Your task:
Please print every record below exactly as it reads.

Task material:

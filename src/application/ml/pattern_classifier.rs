use super::network::{Activation, FeedForwardNetwork, Loss, NetworkConfig};
use super::predictor::SignalPredictor;
use crate::domain::config::ModelConfig;
use crate::domain::errors::PipelineError;
use crate::domain::market::ObservationPoint;
use crate::domain::ml::feature_registry::{self, FEATURE_NAMES};
use crate::domain::ml::signal::PATTERN_CLASSIFIER_NAME;
use crate::domain::ml::{ModelSignal, SignalKind};
use ndarray::Array2;
use rand::SeedableRng;
use rand::rngs::StdRng;
use tracing::{debug, warn};

pub const MIN_CLASSIFIER_OBSERVATIONS: usize = 30;
const BUY_THRESHOLD: f64 = 0.60;
const SELL_THRESHOLD: f64 = 0.40;

/// Feed-forward up/down classifier over the four engineered features.
///
/// 4 -> 12 tanh -> 6 relu -> 1 sigmoid, binary cross-entropy.
#[derive(Debug, Clone)]
pub struct PatternClassifier {
    learning_rate: f64,
    epochs: usize,
    batch_size: usize,
}

impl PatternClassifier {
    pub fn new(config: &ModelConfig) -> Self {
        Self {
            learning_rate: config.classifier_learning_rate,
            epochs: config.epochs,
            batch_size: config.batch_size,
        }
    }

    fn network_config() -> NetworkConfig {
        NetworkConfig::new(FEATURE_NAMES.len())
            .add_layer(12, Activation::Tanh)
            .add_layer(6, Activation::Relu)
            .add_layer(1, Activation::Sigmoid)
            .with_loss(Loss::BinaryCrossEntropy)
    }

    /// Maps an up-probability onto a signal and a 0..=100 confidence.
    pub fn signal_from_probability(probability: f64) -> ModelSignal {
        let signal = if probability > BUY_THRESHOLD {
            SignalKind::Buy
        } else if probability < SELL_THRESHOLD {
            SignalKind::Sell
        } else {
            SignalKind::Hold
        };
        let confidence = ((probability - 0.5).abs() * 200.0).round().clamp(0.0, 100.0) as u8;
        ModelSignal::new(PATTERN_CLASSIFIER_NAME, signal, confidence).with_probability(probability)
    }

    fn training_failure(reason: impl ToString) -> PipelineError {
        let reason = reason.to_string();
        warn!(model = PATTERN_CLASSIFIER_NAME, %reason, "Training failed");
        PipelineError::training(PATTERN_CLASSIFIER_NAME, reason)
    }
}

impl Default for PatternClassifier {
    fn default() -> Self {
        Self::new(&ModelConfig::default())
    }
}

impl SignalPredictor for PatternClassifier {
    fn predict(
        &self,
        window: &[ObservationPoint],
        seed: u64,
    ) -> Result<ModelSignal, PipelineError> {
        if window.len() < MIN_CLASSIFIER_OBSERVATIONS {
            return Ok(ModelSignal::hold(PATTERN_CLASSIFIER_NAME));
        }

        let samples = feature_registry::build_training_set(window);
        let Some(latest) = feature_registry::latest_features(window) else {
            return Ok(ModelSignal::hold(PATTERN_CLASSIFIER_NAME));
        };
        if samples.is_empty() {
            return Ok(ModelSignal::hold(PATTERN_CLASSIFIER_NAME));
        }

        let width = FEATURE_NAMES.len();
        let x = Array2::from_shape_vec(
            (samples.len(), width),
            samples.iter().flat_map(|s| s.features.to_array()).collect(),
        )
        .map_err(Self::training_failure)?;
        let y = Array2::from_shape_vec(
            (samples.len(), 1),
            samples
                .iter()
                .map(|s| if s.label { 1.0 } else { 0.0 })
                .collect(),
        )
        .map_err(Self::training_failure)?;

        let mut rng = StdRng::seed_from_u64(seed);
        let mut network =
            FeedForwardNetwork::from_config(&Self::network_config(), self.learning_rate, &mut rng);
        let loss = network
            .fit(&x, &y, self.epochs, self.batch_size, &mut rng)
            .map_err(Self::training_failure)?;

        let query = Array2::from_shape_vec((1, width), latest.to_array().to_vec())
            .map_err(Self::training_failure)?;
        let output = network.predict(&query).map_err(Self::training_failure)?;
        let probability = output
            .get((0, 0))
            .copied()
            .ok_or_else(|| Self::training_failure("empty prediction"))?;

        debug!(
            model = PATTERN_CLASSIFIER_NAME,
            samples = samples.len(),
            loss,
            probability,
            "Classifier trained"
        );

        Ok(Self::signal_from_probability(probability))
    }

    fn name(&self) -> &str {
        PATTERN_CLASSIFIER_NAME
    }

    fn min_observations(&self) -> usize {
        MIN_CLASSIFIER_OBSERVATIONS
    }
}

#[cfg(test)]
mod tests {
    use super::*;

    fn series(len: usize, f: impl Fn(usize) -> f64) -> Vec<ObservationPoint> {
        (0..len)
            .map(|i| ObservationPoint::new(format!("t{i}"), f(i), 100.0 + (i % 7) as f64))
            .collect()
    }

    #[test]
    fn test_short_window_holds_without_training() {
        let classifier = PatternClassifier::default();
        let window = series(29, |i| 100.0 + i as f64);
        let signal = classifier.predict(&window, 1).unwrap();
        assert_eq!(signal.signal, SignalKind::Hold);
        assert_eq!(signal.confidence, 0);
        assert!(signal.probability.is_none());
    }

    #[test]
    fn test_probability_mapping() {
        let buy = PatternClassifier::signal_from_probability(0.9);
        assert_eq!(buy.signal, SignalKind::Buy);
        assert_eq!(buy.confidence, 80);

        let sell = PatternClassifier::signal_from_probability(0.25);
        assert_eq!(sell.signal, SignalKind::Sell);
        assert_eq!(sell.confidence, 50);

        let hold = PatternClassifier::signal_from_probability(0.55);
        assert_eq!(hold.signal, SignalKind::Hold);
        assert_eq!(hold.confidence, 10);

        // Boundaries are exclusive
        assert_eq!(
            PatternClassifier::signal_from_probability(0.60).signal,
            SignalKind::Hold
        );
        assert_eq!(
            PatternClassifier::signal_from_probability(0.40).signal,
            SignalKind::Hold
        );
    }

    #[test]
    fn test_trained_signal_is_well_formed() {
        let classifier = PatternClassifier::default();
        let window = series(60, |i| 100.0 + (i as f64 * 0.7).sin() * 2.0 + i as f64 * 0.05);
        let signal = classifier.predict(&window, 11).unwrap();
        assert_eq!(signal.model_name, PATTERN_CLASSIFIER_NAME);
        assert!(signal.confidence <= 100);
        let p = signal.probability.unwrap();
        assert!((0.0..=1.0).contains(&p));
    }

    #[test]
    fn test_fixed_seed_is_reproducible() {
        let classifier = PatternClassifier::default();
        let window = series(45, |i| 50.0 + ((i * 37) % 11) as f64);
        let a = classifier.predict(&window, 2024).unwrap();
        let b = classifier.predict(&window, 2024).unwrap();
        assert_eq!(a, b);
    }

    #[test]
    fn test_non_finite_price_is_training_failure() {
        let classifier = PatternClassifier::default();
        let mut window = series(40, |i| 100.0 + i as f64);
        window[5].price = f64::NAN;
        let err = classifier.predict(&window, 3).unwrap_err();
        assert!(matches!(
            err,
            PipelineError::TrainingFailure { ref model, .. } if model == PATTERN_CLASSIFIER_NAME
        ));
        assert!(!err.is_retryable());
    }

    #[test]
    fn test_non_finite_latest_price_is_training_failure() {
        // Training rows stop before the last bar, so only inference sees it
        let classifier = PatternClassifier::default();
        let mut window = series(41, |i| 100.0 + (i as f64 * 0.3).sin());
        window[40].price = f64::NAN;
        let err = classifier.predict(&window, 1).unwrap_err();
        assert!(matches!(
            err,
            PipelineError::TrainingFailure { ref model, .. } if model == PATTERN_CLASSIFIER_NAME
        ));
    }
}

Finished task:
filename src/application/ml/pattern_classifier.rs
use super::network::{Activation, FeedForwardNetwork, Loss, NetworkConfig};
use super::predictor::SignalPredictor;
use crate::domain::config::ModelConfig;
use crate::domain::errors::PipelineError;
use crate::domain::market::ObservationPoint;
use crate::domain::ml::feature_registry::{self, FEATURE_NAMES};
use crate::domain::ml::signal::PATTERN_CLASSIFIER_NAME;
use crate::domain::ml::{ModelSignal, SignalKind};
use ndarray::Array2;
use rand::SeedableRng;
use rand::rngs::StdRng;
use tracing::{debug, warn};

pub const MIN_CLASSIFIER_OBSERVATIONS: usize = 30;
const BUY_THRESHOLD: f64 = 0.60;
const SELL_THRESHOLD: f64 = 0.40;

/// Feed-forward up/down classifier over the four engineered features.
///
/// 4 -> 12 tanh -> 6 relu -> 1 sigmoid, binary cross-entropy.
#[derive(Debug, Clone)]
pub struct PatternClassifier {
    learning_rate: f64,
    epochs: usize,
    batch_size: usize,
}

impl PatternClassifier {
    pub fn new(config: &ModelConfig) -> Self {
        Self {
            learning_rate: config.classifier_learning_rate,
            epochs: config.epochs,
            batch_size: config.batch_size,
        }
    }

    fn network_config() -> NetworkConfig {
        NetworkConfig::new(FEATURE_NAMES.len())
            .add_layer(12, Activation::Tanh)
            .add_layer(6, Activation::Relu)
            .add_layer(1, Activation::Sigmoid)
            .with_loss(Loss::BinaryCrossEntropy)
    }

    /// Maps an up-probability onto a signal and a 0..=100 confidence.
    pub fn signal_from_probability(probability: f64) -> ModelSignal {
        let signal = if probability > BUY_THRESHOLD {
            SignalKind::Buy
        } else if probability < SELL_THRESHOLD {
            SignalKind::Sell
        } else {
            SignalKind::Hold
        };
        let confidence = ((probability - 0.5).abs() * 200.0).round().clamp(0.0, 100.0) as u8;
        ModelSignal::new(PATTERN_CLASSIFIER_NAME, signal, confidence).with_probability(probability)
    }

    fn training_failure(reason: impl ToString) -> PipelineError {
        let reason = reason.to_string();
        warn!(model = PATTERN_CLASSIFIER_NAME, %reason, "Training failed");
        PipelineError::training(PATTERN_CLASSIFIER_NAME, reason)
    }
}

impl Default for PatternClassifier {
    fn default() -> Self {
        Self::new(&ModelConfig::default())
    }
}

impl SignalPredictor for PatternClassifier {
    fn predict(
        &self,
        window: &[ObservationPoint],
        seed: u64,
    ) -> Result<ModelSignal, PipelineError> {
        if window.len() < MIN_CLASSIFIER_OBSERVATIONS {
            return Ok(ModelSignal::hold(PATTERN_CLASSIFIER_NAME));
        }

        let samples = feature_registry::build_training_set(window);
        let Some(latest) = feature_registry::latest_features(window) else {
            return Ok(ModelSignal::hold(PATTERN_CLASSIFIER_NAME));
        };
        if samples.is_empty() {
            return Ok(ModelSignal::hold(PATTERN_CLASSIFIER_NAME));
        }

        let width = FEATURE_NAMES.len();
        let x = Array2::from_shape_vec(
            (samples.len(), width),
            samples.iter().flat_map(|s| s.features.to_array()).collect(),
        )
        .map_err(Self::training_failure)?;
        let y = Array2::from_shape_vec(
            (samples.len(), 1),
            samples
                .iter()
                .map(|s| if s.label { 1.0 } else { 0.0 })
                .collect(),
        )
        .map_err(Self::training_failure)?;

        let mut rng = StdRng::seed_from_u64(seed);
        let mut network =
            FeedForwardNetwork::from_config(&Self::network_config(), self.learning_rate, &mut rng);
        let loss = network
            .fit(&x, &y, self.epochs, self.batch_size, &mut rng)
            .map_err(Self::training_failure)?;

        let query = Array2::from_shape_vec((1, width), latest.to_array().to_vec())
            .map_err(Self::training_failure)?;
        let output = network.predict(&query).map_err(Self::training_failure)?;
        let probability = output
            .get((0, 0))
            .copied()
            .ok_or_else(|| Self::training_failure("empty prediction"))?;

        debug!(
            model = PATTERN_CLASSIFIER_NAME,
            samples = samples.len(),
            loss,
            probability,
            "Classifier trained"
        );

        Ok(Self::signal_from_probability(probability))
    }

    fn name(&self) -> &str {
        PATTERN_CLASSIFIER_NAME
    }

    fn min_observations(&self) -> usize {
        MIN_CLASSIFIER_OBSERVATIONS
    }
}

#[cfg(test)]
mod tests {
    use super::*;

    fn series(len: usize, f: impl Fn(usize) -> f64) -> Vec<ObservationPoint> {
        (0..len)
            .map(|i| ObservationPoint::new(format!("t{i}"), f(i), 100.0 + (i % 7) as f64))
            .collect()
    }

    #[test]
    fn test_short_window_holds_without_training() {
        let classifier = PatternClassifier::default();
        let window = series(29, |i| 100.0 + i as f64);
        let signal = classifier.predict(&window, 1).unwrap();
        assert_eq!(signal.signal, SignalKind::Hold);
        assert_eq!(signal.confidence, 0);
        assert!(signal.probability.is_none());
    }

    #[test]
    fn test_probability_mapping() {
        let buy = PatternClassifier::signal_from_probability(0.9);
        assert_eq!(buy.signal, SignalKind::Buy);
        assert_eq!(buy.confidence, 80);

        let sell = PatternClassifier::signal_from_probability(0.25);
        assert_eq!(sell.signal, SignalKind::Sell);
        assert_eq!(sell.confidence, 50);

        let hold = PatternClassifier::signal_from_probability(0.55);
        assert_eq!(hold.signal, SignalKind::Hold);
        assert_eq!(hold.confidence, 10);

        // Boundaries are exclusive
        assert_eq!(
            PatternClassifier::signal_from_probability(0.60).signal,
            SignalKind::Hold
        );
        assert_eq!(
            PatternClassifier::signal_from_probability(0.40).signal,
            SignalKind::Hold
        );
    }

    #[test]
    fn test_trained_signal_is_well_formed() {
        let classifier = PatternClassifier::default();
        let window = series(60, |i| 100.0 + (i as f64 * 0.7).sin() * 2.0 + i as f64 * 0.05);
        let signal = classifier.predict(&window, 11).unwrap();
        assert_eq!(signal.model_name, PATTERN_CLASSIFIER_NAME);
        assert!(signal.confidence <= 100);
        let p = signal.probability.unwrap();
        assert!((0.0..=1.0).contains(&p));
    }

    #[test]
    fn test_fixed_seed_is_reproducible() {
        let classifier = PatternClassifier::default();
        let window = series(45, |i| 50.0 + ((i * 37) % 11) as f64);
        let a = classifier.predict(&window, 2024).unwrap();
        let b = classifier.predict(&window, 2024).unwrap();
        assert_eq!(a, b);
    }

    #[test]
    fn test_non_finite_price_is_training_failure() {
        let classifier = PatternClassifier::default();
        let mut window = series(40, |i| 100.0 + i as f64);
        window[5].price = f64::NAN;
        let err = classifier.predict(&window, 3).unwrap_err();
        assert!(matches!(
            err,
            PipelineError::TrainingFailure { ref model, .. } if model == PATTERN_CLASSIFIER_NAME
        ));
        assert!(!err.is_retryable());
    }

    #[test]
    fn test_non_finite_latest_price_is_training_failure() {
        // Training rows stop before the last bar, so only inference sees it
        let classifier = PatternClassifier::default();
        let mut window = series(41, |i| 100.0 + (i as f64 * 0.3).sin());
        window[40].price = f64::NAN;
        let err = classifier.predict(&window, 1).unwrap_err();
        assert!(matches!(
            err,
            PipelineError::TrainingFailure { ref model, .. } if model == PATTERN_CLASSIFIER_NAME
        ));
    }
}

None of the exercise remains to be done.